As I read Dr. Ferguson’s book, I came to realize that he was not only teaching me theology, but he was also teaching me how to do theology. Throughout his book, Dr. Ferguson worked out his guiding principle that what we know about God must come from what God has revealed in His infallible Word, which teaches us about God so that we might know Him rightly.

But theology doesn’t exist as an end in itself. We don’t study theology merely to know theology but to know God. D. Martyn Lloyd-Jones wrote, “As theology is ultimately the knowledge of God, the more theology I know, the more it should drive me to seek to know God.” Right, biblical theology that comes from God will necessarily lead us back to know, love, and worship God, and that’s precisely what Dr. Ferguson was teaching me in his book. His way of teaching theology has led me not only to know theology but to know God and to worship the God of Scripture, not the god of my own making.

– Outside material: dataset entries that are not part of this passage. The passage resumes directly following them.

impl DeclarationLoader<'_> {
    /// Fill in a binary declaration's members, signature and supertypes.
    ///
    /// Runs at most once per declaration: later calls, including re-entrant
    /// ones made while the declaration is being completed, return at once.
    /// On failure the declaration is marked [`Completion::Failed`] and keeps
    /// whatever was filled in before the error.
    #[tracing::instrument(level = "debug", skip(self, model), fields(decl = ?id))]
    pub fn ensure_complete(&mut self, model: &mut Model, id: DeclId) -> Result<(), LoadError> {
        if model.decl(id).completion != Completion::Pending {
            return Ok(());
        }
        let Some(&artifact) = self.artifacts.get(&id) else {
            model.decl_mut(id).completion = Completion::Complete;
            return Ok(());
        };
        let pending = match model.decl(id).kind {
            DeclKind::Nominal(_) => Pending::Nominal,
            DeclKind::Value(_) => Pending::Attribute,
            DeclKind::Function(_) => Pending::Function,
            _ => {
                model.decl_mut(id).completion = Completion::Complete;
                return Ok(());
            }
        };

        model.decl_mut(id).completion = Completion::InProgress;
        let result = ensure_sufficient_stack(|| match pending {
            Pending::Nominal => self.complete_nominal(model, id, artifact),
            Pending::Attribute => self.complete_attribute(model, id, artifact),
            Pending::Function => self.complete_function(model, id, artifact),
        });
        model.decl_mut(id).completion = if result.is_ok() {
            Completion::Complete
        } else {
            Completion::Failed
        };
        result
    }

    /// Members of a class or interface, completing it first.
    pub fn members(&mut self, model: &mut Model, id: DeclId) -> Result<Vec<DeclId>, LoadError> {
        self.ensure_complete(model, id)?;
        Ok(model.decl(id).members.clone())
    }

    /// Declared or inherited member named `name`.
    pub fn member(
        &mut self,
        model: &mut Model,
        type_decl: DeclId,
        name: &str,
    ) -> Result<Option<DeclId>, LoadError> {
        self.ensure_complete(model, type_decl)?;
        Ok(model.member(type_decl, name))
    }

    fn complete_nominal(
        &mut self,
        model: &mut Model,
        id: DeclId,
        artifact: &ClassArtifact,
    ) -> Result<(), LoadError> {
        let qualified = model.qualified_name(id);
        let meta = metadata_of(artifact.metadata.as_deref(), &qualified)?.unwrap_or_default();

        let cycle = self.complete_supertypes(model, id, artifact, &meta, &qualified);
        for supertype in model.supertype_decls(id) {
            if let Err(err) = self.ensure_complete(model, supertype) {
                self.report(err);
            }
        }

        let (interface, object_type) = model
            .decl(id)
            .as_nominal()
            .map_or((false, false), |n| (n.is_interface(), n.object_type));
        let public_only = self.config.public_only(&artifact.package);
        let mut constructors = 0usize;
        let mut setters: SmallVec<[String; 4]> = SmallVec::new();

        for method in &artifact.methods {
            if method.is_static() || (public_only && !method.is_public()) {
                continue;
            }
            match MemberKind::classify(method) {
                MemberKind::Constructor => {
                    constructors += 1;
                    if constructors == 2 {
                        self.warn(
                            Diagnostic::warning(ErrorCode::W1001)
                                .with_message("more than one constructor, using the first")
                                .with_subject(qualified.clone()),
                        );
                    }
                    if constructors > 1 || object_type {
                        continue;
                    }
                    match self.load_parameters(model, id, method, &qualified) {
                        Ok(params) => model.set_parameters(id, params),
                        Err(err) => self.report(err),
                    }
                }
                MemberKind::Setter { attribute } => setters.push(attribute),
                kind @ (MemberKind::Getter { .. } | MemberKind::HashAccessor | MemberKind::StringAccessor) => {
                    if let Some(attribute) = kind.attribute() {
                        self.add_attribute(model, id, method, attribute, &qualified);
                    }
                }
                MemberKind::Function => self.add_function(model, id, method, &qualified),
            }
        }

        for attribute in setters {
            let value = model.direct_member_where(id, &attribute, |d| matches!(d.kind, DeclKind::Value(_)));
            match value {
                Some(value) => model.decl_mut(value).flags |= DeclFlags::VARIABLE,
                None => self.warn(
                    Diagnostic::warning(ErrorCode::W1002)
                        .with_message(format!("setter for `{attribute}` has no matching attribute"))
                        .with_subject(qualified.clone()),
                ),
            }
        }

        if constructors == 0 && !interface && !object_type {
            model.set_parameters(id, ParameterList::default());
        }

        match cycle {
            Some(err) => Err(err),
            None => Ok(()),
        }
    }

    /// Set the extended and satisfied types. Returns the cycle error when the
    /// extended chain loops back; the chain is then cut at this declaration.
    fn complete_supertypes(
        &mut self,
        model: &mut Model,
        id: DeclId,
        artifact: &ClassArtifact,
        meta: &DeclMetadata,
        qualified: &str,
    ) -> Option<LoadError> {
        let lang = *model.lang();
        let identifiable = Type::simple(lang.identifiable_object);

        let extended = if artifact.is_interface() {
            Type::simple(lang.object)
        } else if let Some(text) = &meta.extended_type {
            self.decode(model, text, id, qualified).unwrap_or_else(|err| {
                self.report(err);
                identifiable.clone()
            })
        } else {
            match &artifact.superclass {
                None => identifiable.clone(),
                Some(superclass) if superclass.is_class(tyb_ir::lang::platform::OBJECT) => identifiable.clone(),
                Some(superclass) => self
                    .structural(model, superclass, id, qualified)
                    .unwrap_or_else(|err| {
                        self.report(err);
                        identifiable.clone()
                    }),
            }
        };
        model.set_extended_type(id, Some(extended));

        let cycle = if extends_cycle(model, id) {
            model.set_extended_type(id, Some(identifiable));
            Some(LoadError::CyclicSupertype {
                name: qualified.to_owned(),
            })
        } else {
            None
        };

        let satisfied = match &meta.satisfied_types {
            Some(encoded) => encoded
                .iter()
                .filter_map(|text| match self.decode(model, text, id, qualified) {
                    Ok(ty) => Some(ty),
                    Err(err) => {
                        self.report(err);
                        None
                    }
                })
                .collect::<Vec<_>>(),
            None => artifact
                .interfaces
                .iter()
                .filter_map(|iface| match self.structural(model, iface, id, qualified) {
                    Ok(ty) => Some(ty),
                    Err(err) => {
                        self.report(err);
                        None
                    }
                })
                .collect(),
        };
        for ty in satisfied {
            model.add_satisfied_type(id, ty);
        }
        cycle
    }

    /// Attribute member from a getter or a `hash`/`string` accessor.
    fn add_attribute(
        &mut self,
        model: &mut Model,
        owner: DeclId,
        method: &MethodArtifact,
        attribute: &str,
        qualified: &str,
    ) {
        let subject = format!("{qualified}.{attribute}");
        let ty = metadata_of(method.metadata.as_deref(), &subject).and_then(|meta| {
            self.member_type(model, owner, &method.return_type, meta.as_ref(), &subject)
        });
        let ty = match ty {
            Ok(ty) => ty,
            Err(err) => return self.report(err),
        };

        let mut flags = self.member_flags(model, owner, method, attribute);
        if is_unboxed(&method.return_type) {
            flags |= DeclFlags::UNBOXED;
        }
        let name = model.intern(attribute);
        model.alloc(binary_member(name, owner, DeclKind::Value(ValueDecl { ty: Some(ty) })).with_flags(flags));
    }

    /// Function member. A member whose signature fails to load is removed
    /// again; its siblings are unaffected.
    fn add_function(&mut self, model: &mut Model, owner: DeclId, method: &MethodArtifact, qualified: &str) {
        let subject = format!("{qualified}.{}", method.name);
        let meta = match metadata_of(method.metadata.as_deref(), &subject) {
            Ok(meta) => meta,
            Err(err) => return self.report(err),
        };
        let source_name = meta
            .as_ref()
            .and_then(|m| m.name.clone())
            .unwrap_or_else(|| naming::unquote(&method.name).to_owned());

        let mut flags = self.member_flags(model, owner, method, &source_name);
        if is_unboxed(&method.return_type) {
            flags |= DeclFlags::UNBOXED;
        }
        let name = model.intern(&source_name);
        let id = model.alloc(
            binary_member(name, owner, DeclKind::Function(FunctionDecl::default())).with_flags(flags),
        );
        if let Err(err) = self.fill_function(model, id, method, meta.as_ref(), &subject) {
            model.decl_mut(owner).members.retain(|&m| m != id);
            model.decl_mut(id).completion = Completion::Failed;
            self.report(err);
        }
    }

    /// Type parameters, parameters and return type of a function.
    fn fill_function(
        &mut self,
        model: &mut Model,
        id: DeclId,
        method: &MethodArtifact,
        meta: Option<&DeclMetadata>,
        subject: &str,
    ) -> Result<(), LoadError> {
        self.load_type_params(
            model,
            id,
            meta.and_then(|m| m.type_params.as_deref()),
            &method.type_params,
            subject,
        );
        let params = if is_equals(method) {
            let that = model.param("that", Type::simple(model.lang().object));
            ParameterList::new(vec![that])
        } else {
            self.load_parameters(model, id, method, subject)?
        };
        let return_type = self.member_type(model, id, &method.return_type, meta, subject)?;
        if let DeclKind::Function(function) = &mut model.decl_mut(id).kind {
            function.parameter_lists = vec![params];
            function.return_type = Some(return_type);
        }
        Ok(())
    }

    fn load_parameters(
        &mut self,
        model: &mut Model,
        scope: DeclId,
        method: &MethodArtifact,
        subject: &str,
    ) -> Result<ParameterList, LoadError> {
        let mut params = Vec::with_capacity(method.params.len());
        for artifact in &method.params {
            let meta = metadata_of(artifact.metadata.as_deref(), subject)?;
            let ty = self.member_type(model, scope, &artifact.ty, meta.as_ref(), subject)?;
            let name = meta
                .as_ref()
                .and_then(|m| m.name.as_deref())
                .unwrap_or(&artifact.name);
            let mut param = Parameter::new(model.intern(name), ty);
            if let Some(meta) = &meta {
                param.sequenced = meta.sequenced;
                param.defaulted = meta.defaulted;
            }
            param.unboxed = is_unboxed(&artifact.ty);
            params.push(param);
        }
        Ok(ParameterList::new(params))
    }

    /// Type of a member or parameter: the encoded type when metadata has
    /// one, else the reverse-erased signature type.
    fn member_type(
        &mut self,
        model: &mut Model,
        scope: DeclId,
        jvm: &JvmType,
        meta: Option<&DeclMetadata>,
        subject: &str,
    ) -> Result<Type, LoadError> {
        match meta.and_then(|m| m.type_info.as_deref()) {
            Some(text) => self.decode(model, text, scope, subject),
            None => self.reverse_top(model, jvm, scope, subject),
        }
    }

    fn member_flags(&self, model: &Model, owner: DeclId, method: &MethodArtifact, name: &str) -> DeclFlags {
        let mut flags = DeclFlags::empty();
        if method.is_public() {
            flags |= DeclFlags::SHARED;
        }
        let in_interface = model.decl(owner).as_nominal().is_some_and(|n| n.is_interface());
        if method.flags.contains(MethodFlags::ABSTRACT) || in_interface {
            flags |= DeclFlags::FORMAL;
        } else if !method.flags.contains(MethodFlags::FINAL) {
            flags |= DeclFlags::DEFAULT;
        }
        if model.inherited_member(owner, name).is_some() {
            flags |= DeclFlags::ACTUAL;
        }
        flags
    }

    /// Top-level attribute: a static getter, plus a static setter when the
    /// attribute is variable.
    fn complete_attribute(
        &mut self,
        model: &mut Model,
        id: DeclId,
        artifact: &ClassArtifact,
    ) -> Result<(), LoadError> {
        let name = model.simple_name(id);
        let qualified = model.qualified_name(id);
        let getter_name = naming::getter_name(name);
        let getter = artifact
            .find_method(&getter_name, |m| m.is_static() && m.params.is_empty())
            .ok_or_else(|| LoadError::MissingAccessor {
                holder: qualified.clone(),
                accessor: getter_name.clone(),
            })?;
        let variable = artifact
            .find_method(&naming::setter_name(name), |m| m.is_static() && m.params.len() == 1)
            .is_some();

        let meta = metadata_of(getter.metadata.as_deref(), &qualified)?;
        let ty = self.member_type(model, id, &getter.return_type, meta.as_ref(), &qualified)?;

        let decl = model.decl_mut(id);
        if variable {
            decl.flags |= DeclFlags::VARIABLE;
        }
        if is_unboxed(&getter.return_type) {
            decl.flags |= DeclFlags::UNBOXED;
        }
        if let DeclKind::Value(value) = &mut decl.kind {
            value.ty = Some(ty);
        }
        Ok(())
    }

    /// Top-level function: the holder's static method of the same name.
    fn complete_function(
        &mut self,
        model: &mut Model,
        id: DeclId,
        artifact: &ClassArtifact,
    ) -> Result<(), LoadError> {
        let name = model.simple_name(id);
        let qualified = model.qualified_name(id);
        let target = naming::quote_if_keyword(name);
        let method = artifact
            .find_method(&target, MethodArtifact::is_static)
            .ok_or_else(|| LoadError::MissingAccessor {
                holder: qualified.clone(),
                accessor: target.clone().into_owned(),
            })?;
        let meta = metadata_of(method.metadata.as_deref(), &qualified)?;
        if is_unboxed(&method.return_type) {
            model.decl_mut(id).flags |= DeclFlags::UNBOXED;
        }
        self.fill_function(model, id, method, meta.as_ref(), &qualified)
    }
}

This is one reason that we read books, write books, and publish magazines such as Tabletalk—that we might know, love, glorify, and enjoy God more and more in all that we think, say, and do. Therefore, while the subject of this issue of Tabletalk might seem a little academic for some, it is nevertheless necessary for Christians to study. Due to poor teaching and theological misunderstanding, even churches that hold fast to Scripture as God’s inerrant Word are unwittingly raising a generation of people who unknowingly profess heresy more than the theology of the Bible. The desperate need of our generation is not only for the world to know God but, as Dr. R.C. Sproul emphasized, for the church to know God. To know God means to know our theology, and to know our theology means to know God’s revelation about Himself to the end that we might be led back to God, by the grace of God, through the power of God the Holy Spirit, to worship God so that God alone might get the glory. Simply put, sound theology leads to doxology.